• [WHAT NEEDS TO BE DONE] All of the lines below should be output exactly as shown.

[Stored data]
________________________
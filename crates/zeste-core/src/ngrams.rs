//! N-gram vocabulary for phrase augmentation.
//!
//! Collects multiword phrases (`television_show`, `new_york`) from a corpus
//! of preprocessed documents. Only phrases frequent enough across documents
//! and known to the embedding vocabulary are kept, since a phrase the graph
//! cannot score is useless to the scorer.

use std::collections::{HashMap, HashSet};
use std::fs;
use std::io::{BufWriter, Write};
use std::path::Path;

use tracing::info;

use zeste_embeddings::EmbeddingStore;
use zeste_types::Word;

use crate::error::ZesteError;

/// N-gram counter over tokenized documents.
pub struct NgramCollector {
    /// Phrase -> number of documents containing it
    doc_frequencies: HashMap<Word, usize>,
    /// Number of documents
    doc_count: usize,
    max_n: usize,
}

impl NgramCollector {
    /// Count 2..=max_n grams over `documents`.
    pub fn new(documents: &[Vec<Word>], max_n: usize) -> Self {
        let mut doc_frequencies: HashMap<Word, usize> = HashMap::new();

        for doc in documents {
            let mut unique: HashSet<Word> = HashSet::new();
            for n in 2..=max_n {
                for window in doc.windows(n) {
                    unique.insert(window.join("_"));
                }
            }
            // Each phrase counted once per document
            for phrase in unique {
                *doc_frequencies.entry(phrase).or_insert(0) += 1;
            }
        }

        Self {
            doc_frequencies,
            doc_count: documents.len(),
            max_n,
        }
    }

    /// Number of documents containing `phrase`.
    pub fn document_frequency(&self, phrase: &str) -> usize {
        self.doc_frequencies.get(phrase).copied().unwrap_or(0)
    }

    pub fn doc_count(&self) -> usize {
        self.doc_count
    }

    pub fn max_n(&self) -> usize {
        self.max_n
    }

    /// Phrases seen in at least `min_df` documents and, when a vocabulary
    /// is given, present in it. Sorted.
    pub fn collect(&self, min_df: usize, vocabulary: Option<&dyn EmbeddingStore>) -> Vec<Word> {
        let mut phrases: Vec<Word> = self
            .doc_frequencies
            .iter()
            .filter(|(_, df)| **df >= min_df)
            .filter(|(phrase, _)| vocabulary.map_or(true, |v| v.has(phrase)))
            .map(|(phrase, _)| phrase.clone())
            .collect();
        phrases.sort();
        info!(
            candidates = self.doc_frequencies.len(),
            kept = phrases.len(),
            min_df,
            "Collected n-grams"
        );
        phrases
    }
}

/// Read an n-gram list, one phrase per line. Blank lines are skipped.
pub fn load_ngrams(path: impl AsRef<Path>) -> Result<Vec<Word>, ZesteError> {
    let text = fs::read_to_string(path.as_ref())?;
    Ok(text
        .lines()
        .map(|l| l.trim().to_lowercase())
        .filter(|l| !l.is_empty())
        .collect())
}

/// Write an n-gram list, one phrase per line.
pub fn save_ngrams(path: impl AsRef<Path>, ngrams: &[Word]) -> Result<(), ZesteError> {
    let mut writer = BufWriter::new(fs::File::create(path.as_ref())?);
    for ngram in ngrams {
        writeln!(writer, "{}", ngram)?;
    }
    writer.flush()?;
    Ok(())
}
________________________
• [FINISHED TASK]
filename crates/zeste-core/src/ngrams.rs
//! N-gram vocabulary for phrase augmentation.
//!
//! Collects multiword phrases (`television_show`, `new_york`) from a corpus
//! of preprocessed documents. Only phrases frequent enough across documents
//! and known to the embedding vocabulary are kept, since a phrase the graph
//! cannot score is useless to the scorer.

use std::collections::{HashMap, HashSet};
use std::fs;
use std::io::{BufWriter, Write};
use std::path::Path;

use tracing::info;

use zeste_embeddings::EmbeddingStore;
use zeste_types::Word;

use crate::error::ZesteError;

/// N-gram counter over tokenized documents.
pub struct NgramCollector {
    /// Phrase -> number of documents containing it
    doc_frequencies: HashMap<Word, usize>,
    /// Number of documents
    doc_count: usize,
    max_n: usize,
}

impl NgramCollector {
    /// Count 2..=max_n grams over `documents`.
    pub fn new(documents: &[Vec<Word>], max_n: usize) -> Self {
        let mut doc_frequencies: HashMap<Word, usize> = HashMap::new();

        for doc in documents {
            let mut unique: HashSet<Word> = HashSet::new();
            for n in 2..=max_n {
                for window in doc.windows(n) {
                    unique.insert(window.join("_"));
                }
            }
            // Each phrase counted once per document
            for phrase in unique {
                *doc_frequencies.entry(phrase).or_insert(0) += 1;
            }
        }

        Self {
            doc_frequencies,
            doc_count: documents.len(),
            max_n,
        }
    }

    /// Number of documents containing `phrase`.
    pub fn document_frequency(&self, phrase: &str) -> usize {
        self.doc_frequencies.get(phrase).copied().unwrap_or(0)
    }

    pub fn doc_count(&self) -> usize {
        self.doc_count
    }

    pub fn max_n(&self) -> usize {
        self.max_n
    }

    /// Phrases seen in at least `min_df` documents and, when a vocabulary
    /// is given, present in it. Sorted.
    pub fn collect(&self, min_df: usize, vocabulary: Option<&dyn EmbeddingStore>) -> Vec<Word> {
        let mut phrases: Vec<Word> = self
            .doc_frequencies
            .iter()
            .filter(|(_, df)| **df >= min_df)
            .filter(|(phrase, _)| vocabulary.map_or(true, |v| v.has(phrase)))
            .map(|(phrase, _)| phrase.clone())
            .collect();
        phrases.sort();
        info!(
            candidates = self.doc_frequencies.len(),
            kept = phrases.len(),
            min_df,
            "Collected n-grams"
        );
        phrases
    }
}

/// Read an n-gram list, one phrase per line. Blank lines are skipped.
pub fn load_ngrams(path: impl AsRef<Path>) -> Result<Vec<Word>, ZesteError> {
    let text = fs::read_to_string(path.as_ref())?;
    Ok(text
        .lines()
        .map(|l| l.trim().to_lowercase())
        .filter(|l| !l.is_empty())
        .collect())
}

/// Write an n-gram list, one phrase per line.
pub fn save_ngrams(path: impl AsRef<Path>, ngrams: &[Word]) -> Result<(), ZesteError> {
    let mut writer = BufWriter::new(fs::File::create(path.as_ref())?);
    for ngram in ngrams {
        writeln!(writer, "{}", ngram)?;
    }
    writer.flush()?;
    Ok(())
}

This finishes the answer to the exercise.